Stored data:
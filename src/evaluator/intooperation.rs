//! Typed adapters for pure builtins.
//!
//! A pure builtin is written as an ordinary Rust function over typed
//! parameters (`f64`, `&str`, `Point`, `EntityId`, `Value`, or one of the list
//! views below) and erased into [`OperationFn`] by [`IntoOperation`] or
//! [`IntoVariadicOperation`]. Conversion failures surface as `TypeError`,
//! count mismatches as `ArityError`.

use std::iter::FusedIterator;
use std::marker::PhantomData;
use std::sync::Arc;

use crate::Error;
use crate::ast::{NumberType, Value};

/// Erased signature every pure builtin is stored as
pub(crate) type OperationFn = dyn Fn(Vec<Value>) -> Result<Value, Error> + Send + Sync;

/// One evaluated argument turned into a typed parameter
pub(crate) trait FromArg {
    type Param<'a>;

    /// Borrow from the argument slot, or take the value out of it
    fn from_arg<'a>(slot: &'a mut Value) -> Result<Self::Param<'a>, Error>;
}

impl FromArg for Value {
    type Param<'a> = Value;

    fn from_arg<'a>(slot: &'a mut Value) -> Result<Value, Error> {
        Ok(std::mem::replace(slot, Value::Nil))
    }
}

// Numbers, points and entity names: anything ast.rs knows how to extract
impl<T> FromArg for T
where
    Value: TryInto<T, Error = Error>,
{
    type Param<'a> = T;

    fn from_arg<'a>(slot: &'a mut Value) -> Result<T, Error> {
        std::mem::replace(slot, Value::Nil).try_into()
    }
}

impl FromArg for &str {
    type Param<'a> = &'a str;

    fn from_arg<'a>(slot: &'a mut Value) -> Result<&'a str, Error> {
        match slot {
            Value::String(text) => Ok(text),
            other => Err(Error::TypeError(format!("expected string, got {other}"))),
        }
    }
}

/// A list argument. Nil reads as the empty list.
impl<K: ElementKind> FromArg for ListArg<'_, K> {
    type Param<'a> = ListArg<'a, K>;

    fn from_arg<'a>(slot: &'a mut Value) -> Result<ListArg<'a, K>, Error> {
        let Some(items) = slot.as_list() else {
            return Err(Error::TypeError(format!("expected list, got {slot}")));
        };
        ListArg::new(items)
    }
}

/// Trailing arguments collected into one parameter
pub(crate) trait FromRestArgs {
    type Param<'a>;

    fn from_rest<'a>(rest: &'a [Value]) -> Result<Self::Param<'a>, Error>;
}

impl<K: ElementKind> FromRestArgs for ListArg<'static, K> {
    type Param<'a> = ListArg<'a, K>;

    fn from_rest<'a>(rest: &'a [Value]) -> Result<ListArg<'a, K>, Error> {
        ListArg::new(rest)
    }
}

/// Element type of a [`ListArg`]: which values are accepted and what the
/// iterator yields for each
#[doc(hidden)]
pub trait ElementKind {
    type Item<'a>;
    /// Type name used in error messages
    const EXPECTED: &'static str;

    fn accepts(value: &Value) -> bool;
    fn view(value: &Value) -> Self::Item<'_>;
}

#[doc(hidden)]
pub struct AnyElement;

impl ElementKind for AnyElement {
    type Item<'a> = &'a Value;
    const EXPECTED: &'static str = "value";

    fn accepts(_: &Value) -> bool {
        true
    }

    fn view(value: &Value) -> &Value {
        value
    }
}

#[doc(hidden)]
pub struct NumberElement;

impl ElementKind for NumberElement {
    type Item<'a> = NumberType;
    const EXPECTED: &'static str = "number";

    fn accepts(value: &Value) -> bool {
        matches!(value, Value::Number(_))
    }

    fn view(value: &Value) -> NumberType {
        match value {
            Value::Number(n) => *n,
            _ => NumberType::NAN,
        }
    }
}

#[doc(hidden)]
pub struct StringElement;

impl ElementKind for StringElement {
    type Item<'a> = &'a str;
    const EXPECTED: &'static str = "string";

    fn accepts(value: &Value) -> bool {
        matches!(value, Value::String(_))
    }

    fn view(value: &Value) -> &str {
        match value {
            Value::String(text) => text,
            _ => "",
        }
    }
}

/// Checked view over a run of values. Every element is checked against `K`
/// when the view is built, so iterating never fails.
#[doc(hidden)]
pub struct ListArg<'a, K: ElementKind> {
    items: std::slice::Iter<'a, Value>,
    kind: PhantomData<K>,
}

impl<'a, K: ElementKind> ListArg<'a, K> {
    pub(crate) fn new(values: &'a [Value]) -> Result<Self, Error> {
        if let Some(bad) = values.iter().find(|v| !K::accepts(v)) {
            return Err(Error::TypeError(format!("expected {}, got {bad}", K::EXPECTED)));
        }
        Ok(ListArg {
            items: values.iter(),
            kind: PhantomData,
        })
    }
}

impl<'a, K: ElementKind> Iterator for ListArg<'a, K> {
    type Item = K::Item<'a>;

    fn next(&mut self) -> Option<Self::Item> {
        self.items.next().map(K::view)
    }

    fn size_hint(&self) -> (usize, Option<usize>) {
        self.items.size_hint()
    }
}

impl<K: ElementKind> DoubleEndedIterator for ListArg<'_, K> {
    fn next_back(&mut self) -> Option<Self::Item> {
        self.items.next_back().map(K::view)
    }
}

impl<K: ElementKind> ExactSizeIterator for ListArg<'_, K> {}
impl<K: ElementKind> FusedIterator for ListArg<'_, K> {}

pub type ValueIter<'a> = ListArg<'a, AnyElement>;
pub type NumIter<'a> = ListArg<'a, NumberElement>;
pub type StringIter<'a> = ListArg<'a, StringElement>;

/// What a builtin body may return: a bare `T: Into<Value>` or a `Result` of one
pub(crate) trait IntoValueResult {
    fn into_value_result(self) -> Result<Value, Error>;
}

impl<T: Into<Value>> IntoValueResult for Result<T, Error> {
    fn into_value_result(self) -> Result<Value, Error> {
        self.map(Into::into)
    }
}

impl<T: Into<Value>> IntoValueResult for T {
    fn into_value_result(self) -> Result<Value, Error> {
        Ok(self.into())
    }
}

/// Fixed-arity functions, keyed by their parameter tuple
pub(crate) trait IntoOperation<Args> {
    fn into_operation(self) -> Arc<OperationFn>;
}

/// Functions whose last parameter takes the remaining arguments
pub(crate) trait IntoVariadicOperation<Args> {
    fn into_variadic_operation(self) -> Arc<OperationFn>;
}

impl<F, R> IntoOperation<()> for F
where
    F: Fn() -> R + Send + Sync + 'static,
    R: IntoValueResult,
{
    fn into_operation(self) -> Arc<OperationFn> {
        Arc::new(move |args: Vec<Value>| match args.len() {
            0 => (self)().into_value_result(),
            got => Err(Error::arity_error(0, got)),
        })
    }
}

impl<F, R, I> IntoVariadicOperation<(I,)> for F
where
    I: FromRestArgs,
    F: for<'a> Fn(<I as FromRestArgs>::Param<'a>) -> R + Send + Sync + 'static,
    R: IntoValueResult,
{
    fn into_variadic_operation(self) -> Arc<OperationFn> {
        Arc::new(move |args: Vec<Value>| (self)(I::from_rest(&args)?).into_value_result())
    }
}

/// Both adapters for `$count` leading typed parameters
macro_rules! impl_adapters {
    ($count:literal; $( $slot:ident : $A:ident ),+) => {
        impl<F, R, $( $A ),+> IntoOperation<( $( $A, )+ )> for F
        where
            $( $A: FromArg, )+
            F: for<'a> Fn( $( <$A as FromArg>::Param<'a> ),+ ) -> R + Send + Sync + 'static,
            R: IntoValueResult,
        {
            fn into_operation(self) -> Arc<OperationFn> {
                Arc::new(move |mut args: Vec<Value>| {
                    let got = args.len();
                    let [ $( $slot ),+ ] = args.as_mut_slice() else {
                        return Err(Error::arity_error($count, got));
                    };
                    (self)( $( $A::from_arg($slot)? ),+ ).into_value_result()
                })
            }
        }

        impl<F, R, I, $( $A ),+> IntoVariadicOperation<( $( $A, )+ I, )> for F
        where
            $( $A: FromArg, )+
            I: FromRestArgs,
            F: for<'a> Fn(
                    $( <$A as FromArg>::Param<'a>, )+
                    <I as FromRestArgs>::Param<'a>,
                ) -> R
                + Send
                + Sync
                + 'static,
            R: IntoValueResult,
        {
            fn into_variadic_operation(self) -> Arc<OperationFn> {
                Arc::new(move |mut args: Vec<Value>| {
                    let got = args.len();
                    let [ $( $slot, )+ rest @ .. ] = args.as_mut_slice() else {
                        return Err(Error::arity_error($count, got));
                    };
                    (self)( $( $A::from_arg($slot)?, )+ I::from_rest(rest)? ).into_value_result()
                })
            }
        }
    };
}

impl_adapters!(1; a: A1);
impl_adapters!(2; a: A1, b: A2);
impl_adapters!(3; a: A1, b: A2, c: A3);
impl_adapters!(4; a: A1, b: A2, c: A3, d: A4);

#[cfg(test)]
#[expect(clippy::unwrap_used)] // test code OK
mod tests {
    use super::*;
    use crate::ast::{nil, val};
    use crate::host::Point;

    fn fixed<Args, F: IntoOperation<Args>>(f: F) -> Arc<OperationFn> {
        f.into_operation()
    }

    fn variadic<Args, F: IntoVariadicOperation<Args>>(f: F) -> Arc<OperationFn> {
        f.into_variadic_operation()
    }

    fn add(a: NumberType, b: NumberType) -> NumberType {
        a + b
    }

    fn text_len(s: &str) -> usize {
        s.len()
    }

    fn point_x(p: Point) -> NumberType {
        p.x
    }

    fn sum(nums: NumIter<'_>) -> NumberType {
        nums.sum()
    }

    fn join(sep: &str, parts: StringIter<'_>) -> String {
        parts.collect::<Vec<_>>().join(sep)
    }

    fn count(items: ValueIter<'_>) -> usize {
        items.len()
    }

    #[test]
    fn test_fixed_adapters() {
        let add = fixed::<(NumberType, NumberType), _>(add);
        assert_eq!(add(vec![val(2), val(3)]).unwrap(), val(5));
        assert!(matches!(add(vec![val(2)]), Err(Error::ArityError { .. })));
        assert!(matches!(add(vec![val(2), val("x")]), Err(Error::TypeError(_))));

        let len = fixed::<(&str,), _>(text_len);
        assert_eq!(len(vec![val("abc")]).unwrap(), val(3));

        let x = fixed::<(Point,), _>(point_x);
        assert_eq!(x(vec![val([4, 5])]).unwrap(), val(4));
    }

    #[test]
    fn test_variadic_adapters() {
        let sum = variadic::<(NumIter<'static>,), _>(sum);
        assert_eq!(sum(vec![]).unwrap(), val(0));
        assert_eq!(sum(vec![val(1), val(2.5)]).unwrap(), val(3.5));
        assert!(matches!(sum(vec![val(1), nil()]), Err(Error::TypeError(_))));

        let join = variadic::<(&str, StringIter<'static>), _>(join);
        assert_eq!(join(vec![val("-"), val("a"), val("b")]).unwrap(), val("a-b"));
        assert!(matches!(join(vec![]), Err(Error::ArityError { .. })));
    }

    #[test]
    fn test_list_parameter_accepts_nil() {
        let len = fixed::<(ValueIter<'static>,), _>(count);
        assert_eq!(len(vec![nil()]).unwrap(), val(0));
        assert_eq!(len(vec![val([1, 2])]).unwrap(), val(2));
        assert!(matches!(len(vec![val(1)]), Err(Error::TypeError(_))));
    }
}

Exercise instructions: What is needed is an exact copy of the lines above, from the one containing "impl<K: ElementKind> FusedIterator" through the one containing "pub(crate) trait IntoValueResult", with nothing added.

Reply:
impl<K: ElementKind> FusedIterator for ListArg<'_, K> {}

pub type ValueIter<'a> = ListArg<'a, AnyElement>;
pub type NumIter<'a> = ListArg<'a, NumberElement>;
pub type StringIter<'a> = ListArg<'a, StringElement>;

/// What a builtin body may return: a bare `T: Into<Value>` or a `Result` of one
pub(crate) trait IntoValueResult {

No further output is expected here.